Statement of Acting Chairman J. Christopher Giancarlo before the Market Risk Advisory Committee Meeting
June 20, 2017
I apologize in advance that I have to leave at 11:15am today for previously scheduled meetings on Capitol Hill. I therefore will give a short opening statement.
Also, when I depart, my chief of staff will take my seat to give a further closing statement on my behalf.
Thank you Commissioner Bowen for convening today’s meeting. Thank you for your sponsorship of the Market Risk Advisory Committee.
I would note for our audience that this is the seventh meeting of the MRAC in little over two and half years. That is an enormous accomplishment. Kudos to you, Commissioner Bowen, and your staff, especially Committee Moderator, Petal Walker.
I have found these meetings to be well organized, carefully prepared and candidly discussed. They are enormously valuable to the work of the Commission. So, thanks also to all the members of MRAC, who give your time and expertise to make the discussion so valuable.
Today’s meeting will address many aspects of the increased use of clearing for swaps transactions.
As you may all know, the Commission is requesting additional resources that would strengthen our examinations capability. It will enable the staff to keep pace with the explosive growth in the number and value of swaps cleared by designated clearing organizations.
The size and scope of DCOs has increased enormously. So too has the complexity of the counterparty risk management oversight programs and liquidity risk management procedures of the DCOs regulation here and abroad.
This growth in volume has been accompanied by an increase in the complexity of products.
For example, the risks posed by credit default swaps differ from those posed by interest rate swaps. Accordingly, DCOs have developed a large number of individualized margin models and other risk management tools to address these risks. This, in turn, generates a corresponding increase in the complexity of the Commission’s oversight responsibilities.

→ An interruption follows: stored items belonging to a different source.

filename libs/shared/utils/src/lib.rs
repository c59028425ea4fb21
pub mod extractor;
pub mod jwt;
pub mod test_utils;
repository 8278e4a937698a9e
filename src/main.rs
use anyhow::{Context, Result};
use clap::{Parser, Subcommand, ValueEnum};
use serde::Serialize;
use tracing_subscriber::EnvFilter;

use fuel_planner::city_data::{CityDataset, CityDatasetConfig};
use fuel_planner::config::AppConfig;
use fuel_planner::haversine::Coordinate;
use fuel_planner::openroute::OpenRouteClient;
use fuel_planner::osrm::{OsrmClient, OsrmConfig};
use fuel_planner::traits::RouteProvider;
use fuel_planner::{CatalogCache, FuelStopPlan, PlanOutcome, RoutePoint, VehicleProfile, plan};

#[derive(Parser, Debug)]
#[command(author, version, about = "Plan the cheapest fuel stops along a driving route")]
struct Args {
    #[command(subcommand)]
    command: Command,
}

#[derive(Subcommand, Debug)]
enum Command {
    /// Fetch a route and print the fuel plan as JSON
    Plan {
        #[arg(long, allow_negative_numbers = true)]
        start_lat: f64,
        #[arg(long, allow_negative_numbers = true)]
        start_lng: f64,
        #[arg(long, allow_negative_numbers = true)]
        end_lat: f64,
        #[arg(long, allow_negative_numbers = true)]
        end_lng: f64,

        /// Directions provider
        #[arg(long, value_enum, default_value_t = Provider::Ors)]
        provider: Provider,

        /// OSRM base URL (only with --provider osrm)
        #[arg(long, default_value = "http://localhost:5000")]
        osrm_url: String,

        /// Override VEHICLE_RANGE_MILES
        #[arg(long)]
        range: Option<f64>,

        /// Override VEHICLE_MPG
        #[arg(long)]
        mpg: Option<f64>,
    },
    /// Download the US cities table used to place stations by city/state
    DownloadCities {
        /// Re-download even if the file exists
        #[arg(long)]
        force: bool,
    },
}

#[derive(Clone, Copy, Debug, ValueEnum)]
enum Provider {
    Ors,
    Osrm,
}

#[derive(Serialize)]
struct PlanReport<'a> {
    distance_miles: f64,
    duration_seconds: f64,
    geometry: &'a [RoutePoint],
    fuel_stops: Vec<StopReport<'a>>,
    total_gallons: f64,
    total_cost_usd: f64,
    feasible: bool,
    outcome: PlanOutcome,
}

#[derive(Serialize)]
struct StopReport<'a> {
    station_id: &'a str,
    name: &'a str,
    latitude: f64,
    longitude: f64,
    price_per_gallon: f64,
    distance_along_route_miles: f64,
    gallons_purchased: f64,
    cost_usd: f64,
}

impl<'a> From<&'a FuelStopPlan> for StopReport<'a> {
    fn from(stop: &'a FuelStopPlan) -> Self {
        Self {
            station_id: &stop.station.station_id,
            name: &stop.station.name,
            latitude: stop.station.latitude,
            longitude: stop.station.longitude,
            price_per_gallon: stop.station.price_per_gallon,
            distance_along_route_miles: stop.distance_along_route_miles,
            gallons_purchased: stop.gallons_purchased,
            cost_usd: stop.cost_usd,
        }
    }
}

fn main() -> Result<()> {
    tracing_subscriber::fmt()
        .with_env_filter(
            EnvFilter::try_from_default_env().unwrap_or_else(|_| EnvFilter::new("fuel_planner=info")),
        )
        .with_writer(std::io::stderr)
        .init();

    let args = Args::parse();
    let config = AppConfig::from_env()?;

    match args.command {
        Command::Plan {
            start_lat,
            start_lng,
            end_lat,
            end_lng,
            provider,
            osrm_url,
            range,
            mpg,
        } => {
            let vehicle = VehicleProfile::new(
                range.unwrap_or(config.vehicle_range_miles),
                mpg.unwrap_or(config.vehicle_mpg),
            )?;

            let provider: Box<dyn RouteProvider> = match provider {
                Provider::Ors => Box::new(OpenRouteClient::new(config.open_route())?),
                Provider::Osrm => Box::new(OsrmClient::new(OsrmConfig {
                    base_url: osrm_url,
                    timeout_secs: config.routing_timeout_secs,
                    ..OsrmConfig::default()
                })?),
            };

            let route = provider
                .route(
                    Coordinate::new(start_lat, start_lng),
                    Coordinate::new(end_lat, end_lng),
                )
                .context("fetching route")?;

            let cache = CatalogCache::new(config.catalog_source());
            let catalog = cache.get();
            let fuel_plan = plan(&catalog, &route, &vehicle, &config.corridor());

            let report = PlanReport {
                distance_miles: route.distance_miles,
                duration_seconds: route.duration_seconds,
                geometry: route.geometry.points(),
                fuel_stops: fuel_plan.stops.iter().map(StopReport::from).collect(),
                total_gallons: fuel_plan.total_gallons(),
                total_cost_usd: fuel_plan.total_cost_usd(),
                feasible: fuel_plan.is_feasible(),
                outcome: fuel_plan.outcome,
            };
            println!("{}", serde_json::to_string_pretty(&report)?);
        }
        Command::DownloadCities { force } => {
            let dataset = CityDataset::ensure(&CityDatasetConfig {
                force,
                ..CityDatasetConfig::new(&config.cities_file)
            })?;
            match dataset.downloaded_bytes {
                Some(bytes) => println!("Saved {} bytes to {}", bytes, dataset.path.display()),
                None => println!("{} already present", dataset.path.display()),
            }
        }
    }

    Ok(())
}
//! Projection of stations onto a route polyline.
//!
//! Off-route distance is measured to segment endpoints only, never to the
//! interior of a segment, so long straight segments under-report how close
//! a station actually is.

use crate::catalog::{Catalog, FuelStation};
use crate::haversine::haversine_miles;
use crate::polyline::RoutePoint;

/// Where a point lands relative to the route.
#[derive(Debug, Clone, Copy, PartialEq)]
pub struct Projection {
    pub along_route_miles: f64,
    pub off_route_miles: f64,
}

/// A station inside the route corridor.
#[derive(Debug, Clone, Copy, PartialEq)]
pub struct Candidate<'a> {
    pub station: &'a FuelStation,
    pub along_route_miles: f64,
    pub off_route_miles: f64,
}

/// Cumulative mileage for one route geometry.
#[derive(Debug, Clone)]
pub struct RouteProjector<'g> {
    geometry: &'g [RoutePoint],
    cumulative: Vec<f64>,
}

impl<'g> RouteProjector<'g> {
    pub fn new(geometry: &'g [RoutePoint]) -> Self {
        Self {
            geometry,
            cumulative: cumulative_distances(geometry),
        }
    }

    pub fn cumulative(&self) -> &[f64] {
        &self.cumulative
    }

    /// Haversine length of the whole polyline.
    pub fn length_miles(&self) -> f64 {
        self.cumulative.last().copied().unwrap_or(0.0)
    }

    pub fn project(&self, lat: f64, lng: f64) -> Projection {
        project(lat, lng, self.geometry, &self.cumulative)
    }

    /// Stations from `indices` within `max_off_route_miles`, sorted by
    /// along-route distance. Equal distances keep the order of `indices`.
    pub fn candidates<'c>(
        &self,
        catalog: &'c Catalog,
        indices: impl IntoIterator<Item = usize>,
        max_off_route_miles: f64,
    ) -> Vec<Candidate<'c>> {
        let mut candidates: Vec<Candidate<'c>> = indices
            .into_iter()
            .filter_map(|i| catalog.get(i))
            .filter_map(|station| {
                let projection = self.project(station.latitude, station.longitude);
                (projection.off_route_miles <= max_off_route_miles).then_some(Candidate {
                    station,
                    along_route_miles: projection.along_route_miles,
                    off_route_miles: projection.off_route_miles,
                })
            })
            .collect();

        candidates.sort_by(|a, b| a.along_route_miles.total_cmp(&b.along_route_miles));
        candidates
    }
}

/// One entry per vertex: `0` for the first, then running haversine totals.
pub fn cumulative_distances(geometry: &[RoutePoint]) -> Vec<f64> {
    let mut cumulative = Vec::with_capacity(geometry.len());
    let mut total = 0.0;
    if !geometry.is_empty() {
        cumulative.push(total);
    }
    for pair in geometry.windows(2) {
        total += haversine_miles(pair[0].lat, pair[0].lng, pair[1].lat, pair[1].lng);
        cumulative.push(total);
    }
    cumulative
}

/// Nearest segment endpoint to `(lat, lng)` across all segments.
///
/// The along-route distance is that of the endpoint achieving the minimum;
/// the earliest segment wins ties. Geometries with fewer than two vertices
/// have no segments and project to `(0, +inf)`.
pub fn project(lat: f64, lng: f64, geometry: &[RoutePoint], cumulative: &[f64]) -> Projection {
    let mut best = Projection {
        along_route_miles: 0.0,
        off_route_miles: f64::INFINITY,
    };

    for (i, pair) in geometry.windows(2).enumerate() {
        let to_start = haversine_miles(lat, lng, pair[0].lat, pair[0].lng);
        let to_end = haversine_miles(lat, lng, pair[1].lat, pair[1].lng);
        let (off, vertex) = if to_start <= to_end {
            (to_start, i)
        } else {
            (to_end, i + 1)
        };

        if off < best.off_route_miles {
            best = Projection {
                along_route_miles: cumulative[vertex],
                off_route_miles: off,
            };
        }
    }

    best
}
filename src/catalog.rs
//! Fuel station catalog.
//!
//! Stations are read from a price CSV whose column names vary by vendor
//! (OPIS truckstop exports as well as generic `id, name, lat, lon, price`
//! files). Each logical field is looked up through an ordered list of
//! column aliases. Rows without a usable price or location are skipped.
//!
//! The catalog is loaded once and shared read-only; [`CatalogCache`] owns
//! that single load and lets callers drop it when the price file changes.

use std::collections::HashMap;
use std::io::Read;
use std::path::PathBuf;
use std::sync::{Arc, OnceLock, PoisonError, RwLock};

use serde::{Deserialize, Serialize};
use tracing::{debug, info, warn};

use crate::cities::CityLookup;
use crate::haversine::Coordinate;
use crate::spatial::SpatialIndex;

const ID_COLUMNS: &[&str] = &["OPIS Truckstop ID", "station_id", "id", "StationId"];
const NAME_COLUMNS: &[&str] = &["Truckstop Name", "name", "Name"];
const PRICE_COLUMNS: &[&str] = &["Retail Price", "price", "price_per_gallon", "Price"];
const LAT_COLUMNS: &[&str] = &["lat", "latitude", "Lat", "Latitude"];
const LNG_COLUMNS: &[&str] = &["lon", "lng", "longitude", "Lon", "Longitude"];
const CITY_COLUMNS: &[&str] = &["City", "city"];
const STATE_COLUMNS: &[&str] = &["State", "state"];

const UNKNOWN_NAME: &str = "Unknown";

#[derive(Debug, Clone, PartialEq, Serialize, Deserialize)]
pub struct FuelStation {
    pub station_id: String,
    pub name: String,
    pub latitude: f64,
    pub longitude: f64,
    pub price_per_gallon: f64,
}

impl FuelStation {
    pub fn location(&self) -> Coordinate {
        Coordinate::new(self.latitude, self.longitude)
    }
}

/// Where the catalog comes from.
#[derive(Debug, Clone)]
pub struct CatalogSource {
    /// Fuel price CSV.
    pub fuel_price_file: PathBuf,
    /// City table used when a row has no coordinates of its own.
    pub cities_file: Option<PathBuf>,
}

impl CatalogSource {
    pub fn new(fuel_price_file: impl Into<PathBuf>) -> Self {
        Self {
            fuel_price_file: fuel_price_file.into(),
            cities_file: None,
        }
    }

    pub fn with_cities(mut self, cities_file: impl Into<PathBuf>) -> Self {
        self.cities_file = Some(cities_file.into());
        self
    }
}

/// An immutable station collection plus its spatial index.
///
/// Station positions in [`Catalog::stations`] are the indices returned by
/// the spatial index queries.
#[derive(Debug, Default)]
pub struct Catalog {
    stations: Vec<FuelStation>,
    index: OnceLock<SpatialIndex>,
}

impl Catalog {
    pub fn new(stations: Vec<FuelStation>) -> Self {
        Self {
            stations,
            index: OnceLock::new(),
        }
    }

    pub fn stations(&self) -> &[FuelStation] {
        &self.stations
    }

    pub fn get(&self, index: usize) -> Option<&FuelStation> {
        self.stations.get(index)
    }

    pub fn len(&self) -> usize {
        self.stations.len()
    }

    pub fn is_empty(&self) -> bool {
        self.stations.is_empty()
    }

    /// The spatial index, built on first use.
    pub fn spatial_index(&self) -> &SpatialIndex {
        self.index.get_or_init(|| SpatialIndex::build(&self.stations))
    }
}

/// Loads the catalog described by `source`.
///
/// Never fails: a missing price file yields an empty catalog so planning
/// degrades to "no stops available".
pub fn load_catalog(source: &CatalogSource) -> Catalog {
    let cities = source
        .cities_file
        .as_deref()
        .map(CityLookup::load)
        .unwrap_or_default();

    let file = match std::fs::File::open(&source.fuel_price_file) {
        Ok(file) => file,
        Err(err) => {
            warn!(
                path = %source.fuel_price_file.display(),
                error = %err,
                "fuel price file not available"
            );
            return Catalog::default();
        }
    };

    match parse_stations(file, &cities) {
        Ok(stations) => {
            info!(stations = stations.len(), "loaded fuel stations");
            Catalog::new(stations)
        }
        Err(err) => {
            warn!(
                path = %source.fuel_price_file.display(),
                error = %err,
                "failed to read fuel price header"
            );
            Catalog::default()
        }
    }
}

/// Parses a fuel price CSV, preserving row order.
///
/// Only an unreadable header is an error; bad rows are counted and skipped.
pub fn parse_stations<R: Read>(
    reader: R,
    cities: &CityLookup,
) -> Result<Vec<FuelStation>, csv::Error> {
    let mut reader = csv::ReaderBuilder::new()
        .flexible(true)
        .trim(csv::Trim::All)
        .from_reader(reader);
    let columns = Columns::new(reader.headers()?);

    let mut stations = Vec::new();
    let mut skipped = 0usize;
    for record in reader.records() {
        match record.ok().and_then(|r| parse_row(&columns, &r, cities)) {
            Some(station) => stations.push(station),
            None => skipped += 1,
        }
    }

    if skipped > 0 {
        warn!(skipped, "skipped fuel price rows missing price or coordinates");
    }
    Ok(stations)
}

fn parse_row(
    columns: &Columns,
    record: &csv::StringRecord,
    cities: &CityLookup,
) -> Option<FuelStation> {
    let price = columns
        .get(record, PRICE_COLUMNS)?
        .parse::<f64>()
        .ok()
        .filter(|p| p.is_finite() && *p > 0.0)?;

    let location = direct_location(columns, record).or_else(|| {
        let city = columns.get(record, CITY_COLUMNS)?;
        let state = columns.get(record, STATE_COLUMNS)?;
        let found = cities.get(city, state);
        if found.is_none() {
            debug!(city, state, "no coordinates for city");
        }
        found
    })?;

    Some(FuelStation {
        station_id: columns.get(record, ID_COLUMNS).unwrap_or_default().to_string(),
        name: columns
            .get(record, NAME_COLUMNS)
            .unwrap_or(UNKNOWN_NAME)
            .to_string(),
        latitude: location.lat,
        longitude: location.lng,
        price_per_gallon: price,
    })
}

fn direct_location(columns: &Columns, record: &csv::StringRecord) -> Option<Coordinate> {
    let lat = columns.get(record, LAT_COLUMNS)?.parse::<f64>().ok()?;
    let lng = columns.get(record, LNG_COLUMNS)?.parse::<f64>().ok()?;
    Some(Coordinate::new(lat, lng))
}

/// Header name → column position, queried through alias lists.
///
/// A header name repeated in the file resolves to its last column.
#[derive(Debug, Clone)]
pub(crate) struct Columns {
    positions: HashMap<String, usize>,
}

impl Columns {
    pub(crate) fn new(headers: &csv::StringRecord) -> Self {
        let positions = headers
            .iter()
            .enumerate()
            .map(|(i, name)| (name.to_string(), i))
            .collect();
        Self { positions }
    }

    /// First alias whose column exists and holds a non-empty value.
    pub(crate) fn get<'r>(&self, record: &'r csv::StringRecord, aliases: &[&str]) -> Option<&'r str> {
        aliases
            .iter()
            .filter_map(|alias| self.positions.get(*alias))
            .filter_map(|&i| record.get(i))
            .map(str::trim)
            .find(|value| !value.is_empty())
    }
}

/// Owns the process-wide catalog and loads it at most once.
///
/// Concurrent first callers block on the write lock; exactly one of them
/// reads the source. Later calls share the same `Arc` until
/// [`CatalogCache::invalidate`] drops it.
#[derive(Debug)]
pub struct CatalogCache {
    source: CatalogSource,
    slot: RwLock<Option<Arc<Catalog>>>,
}

impl CatalogCache {
    pub fn new(source: CatalogSource) -> Self {
        Self {
            source,
            slot: RwLock::new(None),
        }
    }

    pub fn source(&self) -> &CatalogSource {
        &self.source
    }

    /// Returns the cached catalog, loading it on first call.
    pub fn get(&self) -> Arc<Catalog> {
        if let Some(catalog) = self
            .slot
            .read()
            .unwrap_or_else(PoisonError::into_inner)
            .as_ref()
        {
            return Arc::clone(catalog);
        }

        let mut slot = self.slot.write().unwrap_or_else(PoisonError::into_inner);
        // Another caller may have loaded it while we waited for the lock.
        if let Some(catalog) = slot.as_ref() {
            return Arc::clone(catalog);
        }
        let catalog = Arc::new(load_catalog(&self.source));
        *slot = Some(Arc::clone(&catalog));
        catalog
    }

    /// Drops the cached catalog; the next [`get`](Self::get) reloads it.
    ///
    /// Callers still holding the old `Arc` keep a consistent snapshot.
    pub fn invalidate(&self) {
        *self.slot.write().unwrap_or_else(PoisonError::into_inner) = None;
    }

    /// Invalidates and immediately reloads.
    pub fn reload(&self) -> Arc<Catalog> {
        self.invalidate();
        self.get()
    }

    pub fn is_loaded(&self) -> bool {
        self.slot
            .read()
            .unwrap_or_else(PoisonError::into_inner)
            .is_some()
    }
}

#[cfg(test)]
mod tests {
    use super::*;

    fn cities() -> CityLookup {
        let csv = "city,state_id,lat,lng\n\
                   Amarillo,TX,35.2220,-101.8313\n\
                   Gallup,NM,35.5281,-108.7426\n";
        CityLookup::from_reader(csv.as_bytes()).unwrap()
    }

    #[test]
    fn test_parses_opis_rows_through_city_lookup() {
        let csv = "OPIS Truckstop ID,Truckstop Name,Address,City,State,Rack ID,Retail Price\n\
                   7,LOVES TRAVEL STOP #123,I-40 EXIT 72,Amarillo,TX,300,3.459\n\
                   8,PILOT #456,I-40 EXIT 20,Gallup,NM,301,3.899\n";
        let stations = parse_stations(csv.as_bytes(), &cities()).unwrap();

        assert_eq!(stations.len(), 2);
        assert_eq!(stations[0].station_id, "7");
        assert_eq!(stations[0].name, "LOVES TRAVEL STOP #123");
        assert_eq!(stations[0].latitude, 35.2220);
        assert_eq!(stations[0].longitude, -101.8313);
        assert_eq!(stations[0].price_per_gallon, 3.459);
        assert_eq!(stations[1].station_id, "8");
    }

    #[test]
    fn test_parses_generic_rows_with_coordinates() {
        let csv = "id,name,lat,lng,price_per_gallon\n\
                   a,Alpha,35.0,-100.0,3.10\n\
                   b,Beta,35.5,-101.0,2.95\n";
        let stations = parse_stations(csv.as_bytes(), &CityLookup::default()).unwrap();

        assert_eq!(stations.len(), 2);
        assert_eq!(stations[1].name, "Beta");
        assert_eq!(stations[1].location(), Coordinate::new(35.5, -101.0));
    }

    #[test]
    fn test_earlier_alias_takes_priority() {
        let csv = "station_id,id,name,latitude,lon,price,Price\n\
                   primary,secondary,Gamma,36.0,-102.0,3.00,9.99\n";
        let stations = parse_stations(csv.as_bytes(), &CityLookup::default()).unwrap();
        assert_eq!(stations[0].station_id, "primary");
        assert_eq!(stations[0].price_per_gallon, 3.00);
    }

    #[test]
    fn test_empty_alias_falls_through_to_next() {
        let csv = "Retail Price,price,name,lat,lon\n,3.25,Delta,36.0,-102.0\n";
        let stations = parse_stations(csv.as_bytes(), &CityLookup::default()).unwrap();
        assert_eq!(stations.len(), 1);
        assert_eq!(stations[0].price_per_gallon, 3.25);
    }

    #[test]
    fn test_duplicate_header_reads_last_column() {
        let csv = "id,name,lat,lon,price,price\n\
                   1,Echo,36.0,-102.0,9.99,3.15\n";
        let stations = parse_stations(csv.as_bytes(), &CityLookup::default()).unwrap();
        assert_eq!(stations.len(), 1);
        assert_eq!(stations[0].price_per_gallon, 3.15);
    }

    #[test]
    fn test_missing_name_and_id_get_defaults() {
        let csv = "lat,lon,price\n36.0,-102.0,3.00\n";
        let stations = parse_stations(csv.as_bytes(), &CityLookup::default()).unwrap();
        assert_eq!(stations[0].station_id, "");
        assert_eq!(stations[0].name, "Unknown");
    }

    #[test]
    fn test_bad_direct_coordinates_fall_back_to_city() {
        let csv = "id,lat,lon,City,State,price\n1,n/a,-101.0,Amarillo,TX,3.30\n";
        let stations = parse_stations(csv.as_bytes(), &cities()).unwrap();
        assert_eq!(stations.len(), 1);
        assert_eq!(stations[0].latitude, 35.2220);
    }

    #[test]
    fn test_skips_rows_without_price_or_location() {
        let csv = "id,name,lat,lon,City,State,price\n\
                   1,NoPrice,35.0,-100.0,,,\n\
                   2,BadPrice,35.0,-100.0,,,cheap\n\
                   3,NegativePrice,35.0,-100.0,,,-1.0\n\
                   4,NoCoords,,,,,3.00\n\
                   5,UnknownCity,,,Nowhere,ZZ,3.00\n\
                   6,Good,35.0,-100.0,,,3.00\n";
        let stations = parse_stations(csv.as_bytes(), &cities()).unwrap();
        assert_eq!(stations.len(), 1);
        assert_eq!(stations[0].station_id, "6");
    }

    #[test]
    fn test_duplicate_ids_are_kept() {
        let csv = "id,name,lat,lon,price\n\
                   dup,First,35.0,-100.0,3.00\n\
                   dup,Second,35.1,-100.1,3.10\n";
        let stations = parse_stations(csv.as_bytes(), &CityLookup::default()).unwrap();
        assert_eq!(stations.len(), 2);
        assert_eq!(stations[0].name, "First");
        assert_eq!(stations[1].name, "Second");
    }

    #[test]
    fn test_missing_source_is_empty_catalog() {
        let catalog = load_catalog(&CatalogSource::new("/nonexistent/fuel_prices.csv"));
        assert!(catalog.is_empty());
        assert!(catalog.spatial_index().is_empty());
    }

    #[test]
    fn test_spatial_index_is_built_once() {
        let catalog = Catalog::new(vec![FuelStation {
            station_id: "1".into(),
            name: "Only".into(),
            latitude: 35.0,
            longitude: -100.0,
            price_per_gallon: 3.0,
        }]);
        let first = catalog.spatial_index() as *const SpatialIndex;
        let second = catalog.spatial_index() as *const SpatialIndex;
        assert_eq!(first, second);
        assert_eq!(catalog.spatial_index().len(), 1);
    }
}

While not on the agenda, I expect we may hear some discussion of the supplemental leverage ratio. I have advocated the following two steps to provide relief from the misguided application of the SLR toward swaps clearing:
1. Exclude customer cash collateral held at the CCP from the bank’s leverage calculation.
2. Take customer collateral held at the CCP into account in computing potential future exposure in a manner consistent with the Basel Committee on Bank Supervision’s standardized approach to counterparty credit risk.
I believe these suggested leverage rule changes will significantly reduce capital costs for clearing members.
By CFTC estimates, this potential reduction in capital costs for these clearing members could be as high as 70%; but these will translate into a small 1% capital reduction at the bank holding company level.
Assuming these savings are fully passed on to their customers, these reductions could translate into a three-fold increase in trading activity, especially hedge positions that are carried overnight.
I believe such a significant reduction in costs on a service imperative to managing systemic risk in swaps is entirely worth the trade-off of a miniscule reduction in balance sheet protection. The financial system will be safer and more stable for it.
It is apparent that many DCOs are expanding their services in other jurisdictions around the world. Those jurisdictions look to the Commission to provide insight regarding the effectiveness of the programs implemented by the DCOs.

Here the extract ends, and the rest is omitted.